DNA from silver carp, one of the Asian species threatening to invade the Great Lakes and compete with native fish for food, showed up in samples taken from a waterway called the North Shore Channel between June and September. Of 171 samples collected, 17 tested positive, as did 17 of 57 samples from the nearby Chicago River taken in September.
Scientists don't know whether so-called environmental DNA, or "eDNA," signals the presence of live fish or could have come from another source, such as bilge water from ships or feces from fish-eating birds. But government policy requires an intensive search whenever three consecutive rounds of sampling yield positive results.
"This is part of the ... control strategy that includes continuing aggressive monitoring to keep Asian carp out of the Great Lakes, developing cutting edge control technologies, and refining the use of eDNA," said John Goss, who coordinates the Obama administration's Asian carp program through the White House Council on Environmental Quality.
The Oct. 16-19 search will cover the North Shore Channel and a 6-mile stretch of the Chicago River beginning near the downtown Chicago lock. Commercial fishing crews will be deployed and teams will place nets in the waters. Government workers will use electric stunning devices to catch fish in shoreline areas and chase others toward the nets.
The hunt will be the third triggered by three consecutive eDNA sample sets. The others were in Lake Calumet, another Chicago-area waterway — one in 2011 and one this year. Neither turned up any Asian carp.
Just one actual carp has been found beyond an electric barrier 37 miles from the city designed to halt their advance. That happened in 2010.

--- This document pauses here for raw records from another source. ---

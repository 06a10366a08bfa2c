//! One-shot and whole-stream conversion on top of the chunked path.
use std::io::{self, Read, Write};

use log::debug;

use crate::{
    codec::Codec,
    filter::Filter,
    io_utils::WriteSink,
    sink::{ChunkSink, CodecSink, CollectingSink},
    CodecResult, FilterOptions,
};

/// A reusable codec configuration that converts whole inputs or starts chunked streams.
///
/// Every call starts an independent stream with its own codec state and buffers.
#[derive(Debug, Clone)]
pub struct Converter<C> {
    codec: C,
    options: FilterOptions,
}

impl<C: Codec + Clone> Converter<C> {
    pub fn new(codec: C) -> Self {
        Self {
            codec,
            options: FilterOptions::default(),
        }
    }

    /// Creates a converter, rejecting invalid options and codec parameters up front.
    pub fn with_options(codec: C, options: FilterOptions) -> CodecResult<Self> {
        options.validate()?;
        codec.validate()?;
        Ok(Self { codec, options })
    }

    pub fn codec(&self) -> &C {
        &self.codec
    }

    pub fn options(&self) -> &FilterOptions {
        &self.options
    }

    /// A fresh filter for one stream.
    pub fn filter(&self) -> CodecResult<Filter<C>> {
        Filter::with_options(self.codec.clone(), self.options.clone())
    }

    /// Starts a chunked stream that writes into `downstream`.
    pub fn start_chunked<D: ChunkSink>(&self, downstream: D) -> CodecResult<CodecSink<C, D>> {
        Ok(CodecSink::from_filter(self.filter()?, downstream))
    }

    /// Converts all of `input` at once.
    ///
    /// The result is identical to feeding `input` through [`start_chunked`](Self::start_chunked)
    /// in any split and collecting what comes out.
    pub fn convert(&self, input: &[u8]) -> CodecResult<Vec<u8>> {
        let mut sink = self.start_chunked(CollectingSink::new())?;
        sink.add(input)?;
        sink.close()?;
        Ok(sink.into_inner().into_bytes())
    }

    /// Converts everything `reader` yields into `writer`, returning the number of bytes written.
    pub fn convert_stream<R: Read, W: Write>(&self, mut reader: R, writer: W) -> CodecResult<u64> {
        let mut sink = self.start_chunked(WriteSink::new(writer))?;
        let mut chunk = vec![0; self.codec.input_bounds().coerce(self.options.input_buffer_length)];
        let mut read = 0u64;
        loop {
            let n = match reader.read(&mut chunk) {
                Ok(0) => break,
                Ok(n) => n,
                Err(err) if err.kind() == io::ErrorKind::Interrupted => continue,
                Err(err) => return Err(err.into()),
            };
            read += n as u64;
            sink.add(&chunk[..n])?;
        }
        sink.close()?;
        let written = sink.get_ref().position();
        debug!(
            "converted {read} bytes into {written} with {}",
            self.codec.name()
        );
        Ok(written)
    }
}

#[cfg(test)]
mod tests {
    use super::*;
    use crate::{codecs::Identity, BufferLength, ErrorKind};
    use std::io::Cursor;

    #[test]
    fn convert_matches_chunked() {
        let converter = Converter::new(Identity::new());
        let mut sink = converter.start_chunked(CollectingSink::new()).unwrap();
        for part in [&b"ab"[..], b"", b"cde"] {
            sink.add(part).unwrap();
        }
        sink.close().unwrap();
        assert_eq!(
            sink.into_inner().into_bytes(),
            converter.convert(b"abcde").unwrap()
        );
    }

    #[test]
    fn empty_input_converts_to_empty_output() {
        assert!(Converter::new(Identity::new())
            .convert(&[])
            .unwrap()
            .is_empty());
    }

    #[test]
    fn streams_from_reader_to_writer() {
        let options = FilterOptions::new().input_buffer_length(BufferLength::Bytes(3));
        let converter = Converter::with_options(Identity::new(), options).unwrap();
        let mut out = Vec::new();
        let written = converter
            .convert_stream(Cursor::new(b"reader to writer"), &mut out)
            .unwrap();
        assert_eq!(written, 16);
        assert_eq!(out, b"reader to writer");
    }

    #[test]
    fn invalid_options_are_rejected() {
        let options = FilterOptions::new().input_buffer_length(BufferLength::Bytes(0));
        let err = Converter::with_options(Identity::new(), options).unwrap_err();
        assert_eq!(err.kind(), ErrorKind::Usage);
    }
}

While federal officials contend the electric barrier and other measures to protect the Great Lakes from Asian carp are working well, critics say they're inadequate. Several independent studies have called for permanently separating the lakes from the carp-infested Mississippi River basin by putting structures in the Chicago waterways.
That's the course sought in a federal lawsuit filed by five states — Michigan, Wisconsin, Minnesota, Ohio and Pennsylvania — and the Grand Traverse Band of Ottawa and Chippewa Indians in Michigan.
Michigan Attorney General Bill Schuette said Tuesday that the recent eDNA discoveries were further incentive to continue the lawsuit. More than 80 positive samples have been recorded this year, he said.
Federal attorneys have asked U.S. District Judge John Tharp Jr. to dismiss the lawsuit, noting that Congress passed a law this year ordering the Army Corps of Engineers to complete a study by January 2014 of how to close pathways for invasive species between the Great Lakes and the Mississippi basin.
The Corps said this month it will release a report with options by the end of next year but will need more study to select the best one.
"Asian carp are knocking at the front door of the Great Lakes, and we cannot afford to wait on a federal government that fails to act," Schuette said.